Die BUGA als Wirtschaftsfaktor

Der BUGA-Partner, das Erfurter Citymanagement, erhofft sich, dass die Bundesgartenschau Erfurt 2021 Touristen und Einheimische gleichermaßen in die Innenstadt zieht. Citymanagerin Patricia Stepputtis setzt auf Kultur als Träger der Wirtschaft.

Bunte Blumenkästen stehen auf einem halbhohen Fensterbrett in der Erfurter Marktstraße. Es ist ein Laden für Damenwäsche, der auf diese Weise eine blumige Außenwerbung betreibt. Doch auch in der Weitergasse, am Benediktsplatz oder etwa am Anger bestimmen Blumen das Schaubild der örtlichen Geschäfte. Zusammen mit Aufklebern im zurückhaltend-schicken BUGA-Design laden sie ein, die Stadt und auch die Bundesgartenschau Erfurt 2021 zu erkunden.

 

Blumenkästen und Aufkleber sind eine Initiative des Erfurter Citymanagements, einer besonderen Abteilung des Amtes für Wirtschaftsförderung der Landeshauptstadt.

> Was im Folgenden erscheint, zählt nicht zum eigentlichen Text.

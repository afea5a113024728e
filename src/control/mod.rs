// SPDX-License-Identifier: MIT
// © 2025–2026 Christopher Liu

//! # Motor Control
//!
//! Dispatch of direction toggles and speed commands to the two motors.
//!
//! ## Modules
//!
//! - [`dual_motor`] - Front/back motor pair behind one standby line.
//! - [`drive_loop`] - Main-loop iteration: button drain, deadband check, speed update.

pub mod drive_loop;
pub mod dual_motor;

pub use drive_loop::{close_enough, DriveLoop};
pub use dual_motor::{DualMotorController, SpeedCommand};
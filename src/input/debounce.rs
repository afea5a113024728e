// SPDX-License-Identifier: MIT
// © 2025–2026 Christopher Liu

//! Blocking debouncer for mechanical switches.
//!
//! Polls a level once per millisecond and returns it once it has held for `window`
//! consecutive samples. Any change restarts the count. There is no timeout.
//!
//! Worst-case latency: a clean edge costs `window` ms plus `window + 1` reads. Every bounce
//! restarts the window, so the call returns `window` ms after the last bounce. This runs inside
//! the GPIO interrupt handler, which is blocked for that long.

use embedded_hal::delay::DelayNs;
use embedded_hal::digital::{InputPin, PinState};

/// Default stabilization window in milliseconds.
pub const DEFAULT_WINDOW_MS: u32 = 50;

#[derive(Copy, Clone, Debug, Eq, PartialEq)]
pub struct Debouncer {
    window_ms: u32,
}

impl Debouncer {
    pub const fn new(window_ms: u32) -> Self {
        Self { window_ms }
    }

    #[inline]
    pub const fn window_ms(&self) -> u32 {
        self.window_ms
    }

    /// Wait until `pin` is stable and return its level. Read errors sample as low.
    pub fn settle<P, D>(&self, pin: &mut P, delay: &mut D) -> PinState
    where
        P: InputPin,
        D: DelayNs,
    {
        self.settle_with(|| pin.is_high().unwrap_or(false), delay)
    }

    /// Same as [`Debouncer::settle`] with an arbitrary level source.
    pub fn settle_with<R, D>(&self, mut read: R, delay: &mut D) -> PinState
    where
        R: FnMut() -> bool,
        D: DelayNs,
    {
        let mut candidate = read();
        let mut stable = 0;

        while stable < self.window_ms {
            delay.delay_ms(1);
            let level = read();
            if level == candidate {
                stable += 1;
            } else {
                candidate = level;
                stable = 0;
            }
        }

        PinState::from(candidate)
    }
}

impl Default for Debouncer {
    fn default() -> Self {
        Self::new(DEFAULT_WINDOW_MS)
    }
}
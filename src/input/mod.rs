// SPDX-License-Identifier: MIT
// © 2025–2026 Christopher Liu

//! Button input: debouncing and the interrupt/main-loop flag protocol.
//!
//! ## Modules
//!
//! - [`button`] per-button flags and identities
//! - [`debounce`] blocking level debouncer
//! - [`controller`] rising/falling edge handlers

pub mod button;
pub mod controller;
pub mod debounce;

pub use button::{ButtonState, ControlId, InputId};
pub use controller::{ButtonInputController, EdgeOutcome};
pub use debounce::Debouncer;
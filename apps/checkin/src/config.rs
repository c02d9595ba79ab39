use std::{
    fs,
    path::{Path, PathBuf},
    time::Duration,
};

use anyhow::{bail, Context};
use checkin_core::{ScanConfig, WorkflowSettings};
use serde::Deserialize;
use url::Url;

const DEFAULT_CONFIG_FILE: &str = "checkin.toml";

#[derive(Debug, Clone, PartialEq)]
pub struct Settings {
    pub server_url: String,
    pub request_timeout: Duration,
    pub restart_delay: Duration,
    pub scanner_start_timeout: Duration,
    pub scan_region: String,
    pub scan: ScanConfig,
}

impl Default for Settings {
    fn default() -> Self {
        let workflow = WorkflowSettings::default();
        Self {
            server_url: "http://127.0.0.1:10000".into(),
            request_timeout: Duration::from_secs(10),
            restart_delay: workflow.restart_delay,
            scanner_start_timeout: workflow.scanner_start_timeout,
            scan_region: workflow.scan_region,
            scan: workflow.scan,
        }
    }
}

impl Settings {
    pub fn workflow(&self) -> WorkflowSettings {
        WorkflowSettings {
            scan: self.scan.clone(),
            scan_region: self.scan_region.clone(),
            restart_delay: self.restart_delay,
            scanner_start_timeout: self.scanner_start_timeout,
        }
    }
}

#[derive(Debug, Default, Deserialize)]
#[serde(deny_unknown_fields)]
struct FileConfig {
    server_url: Option<String>,
    request_timeout_ms: Option<u64>,
    restart_delay_ms: Option<u64>,
    scanner_start_timeout_ms: Option<u64>,
    scan_region: Option<String>,
    scan: Option<ScanConfig>,
}

/// Defaults, then `checkin.toml` (or the explicit `path`), then environment.
pub fn load_settings(path: Option<&Path>) -> anyhow::Result<Settings> {
    let mut settings = Settings::default();

    let (file, required) = match path {
        Some(path) => (path.to_path_buf(), true),
        None => (PathBuf::from(DEFAULT_CONFIG_FILE), false),
    };
    match fs::read_to_string(&file) {
        Ok(raw) => {
            let file_cfg: FileConfig = toml::from_str(&raw)
                .with_context(|| format!("failed to parse config file '{}'", file.display()))?;
            apply_file(&mut settings, file_cfg);
        }
        Err(err) if required => {
            return Err(err)
                .with_context(|| format!("failed to read config file '{}'", file.display()));
        }
        Err(_) => {}
    }

    apply_env(&mut settings, |key| std::env::var(key).ok())?;
    Ok(settings)
}

fn apply_file(settings: &mut Settings, file_cfg: FileConfig) {
    if let Some(v) = file_cfg.server_url {
        settings.server_url = v;
    }
    if let Some(v) = file_cfg.request_timeout_ms {
        settings.request_timeout = Duration::from_millis(v);
    }
    if let Some(v) = file_cfg.restart_delay_ms {
        settings.restart_delay = Duration::from_millis(v);
    }
    if let Some(v) = file_cfg.scanner_start_timeout_ms {
        settings.scanner_start_timeout = Duration::from_millis(v);
    }
    if let Some(v) = file_cfg.scan_region {
        settings.scan_region = v;
    }
    if let Some(v) = file_cfg.scan {
        settings.scan = v;
    }
}

fn apply_env(
    settings: &mut Settings,
    lookup: impl Fn(&str) -> Option<String>,
) -> anyhow::Result<()> {
    if let Some(v) = lookup("CHECKIN_SERVER_URL") {
        settings.server_url = v;
    }
    if let Some(v) = lookup("APP__SERVER_URL") {
        settings.server_url = v;
    }

    if let Some(v) = lookup("CHECKIN_REQUEST_TIMEOUT_MS") {
        settings.request_timeout = parse_millis("CHECKIN_REQUEST_TIMEOUT_MS", &v)?;
    }
    if let Some(v) = lookup("CHECKIN_RESTART_DELAY_MS") {
        settings.restart_delay = parse_millis("CHECKIN_RESTART_DELAY_MS", &v)?;
    }
    if let Some(v) = lookup("CHECKIN_SCANNER_START_TIMEOUT_MS") {
        settings.scanner_start_timeout = parse_millis("CHECKIN_SCANNER_START_TIMEOUT_MS", &v)?;
    }

    Ok(())
}

fn parse_millis(key: &str, raw: &str) -> anyhow::Result<Duration> {
    let millis = raw
        .trim()
        .parse::<u64>()
        .with_context(|| format!("{key} must be a whole number of milliseconds, got '{raw}'"))?;
    Ok(Duration::from_millis(millis))
}

pub fn validate_server_url(raw: &str) -> anyhow::Result<Url> {
    let url = Url::parse(raw.trim()).with_context(|| format!("invalid server url '{raw}'"))?;
    if !matches!(url.scheme(), "http" | "https") {
        bail!("server url '{raw}' must use http or https");
    }
    Ok(url)
}

#[cfg(test)]
#[path = "tests/config_tests.rs"]
mod tests;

Blumenkästen sind eine Initiative des Garten- und Friedhofsamtes und des Erfurter Citymanagements, einer besonderen Abteilung des Amtes für Wirtschaftsförderung der Landeshauptstadt. Die Aufkleber in den Fenstern wiederum entstand in einer Kooperation des Citymanagements mit der BUGA GmbH. Seit 2019 kümmert sich Citymanagerin Patricia Stepputtis um die Förderung und Belebung der Erfurter Innenstadt, hatte mit den beiden großen Corona-Lockdowns jedoch schon kurz nach Amtsantritt mehr als ein Jahr lang größtmögliche Herausforderungen. Die Lockerungen der Pandemiemaßnahmen lässt die Erfurter Innenstadt gerade im doppelten Sinne aufblühen, freut sich Patricia Stepputtis besonders. Daran habe, sagt sie, auch die BUGA einen großen Anteil: „Wir haben mit dem egapark und dem Petersberg wunderschöne BUGA-Gelände, die die Touristen nach dem Erleben der BUGA in die Innenstadt ziehen und diese dadurch noch einmal besonders beleben.“

 

„Die Menschen brauchen zukünftig einen zusätzlichen Erlebnisgrund für ihren Besuch in der Innenstadt. Entstanden ist dieser Bedarf durch den Strukturwandel und den wachsenden Online-Handel.“, definiert Patricia Stepputtis und sagt, dass die Gartenschau einer dieser Gründe sei, denn die Innenstadt ist ebenso floral geschmückt mit bspw. Blumenampeln an Laternen und Brücken. Zudem besuchen nicht nur Einheimische die Ausstellungsflächen, sondern die BUGA lockt zahlreiche Touristen an. Diese brauche Erfurt dringend; auch, um nach den Monaten der absoluten Schließung von Gastronomie und Geschäften wieder Leben zwischen Bahnhof und Domplatz zu bekommen.

Dieser „Touristen-Magnet“ BUGA sei, so ist Patricia Stepputtis sich sicher, eine Riesenchance für die Stadt. Schließlich könne die BUGA ein erster Aufschlag nach der langen Zeit des zweiten Lockdowns., um Menschen für Erfurt zu begeistern, zum anderen sei es der Anlass, ihre Vision von „Kultur als Träger der Wirtschaft“ auszubauen.

 

Die insgesamt 300 Blumenkästen, die Stepputtis und ihre Mitstreiter in der Erfurter Altstadt verteilt haben, um auf die BUGA aufmerksam zu machen und die zahlreichen Aufkleber an den Einzelhandelsgeschäften sind dafür ein guter Anstoß.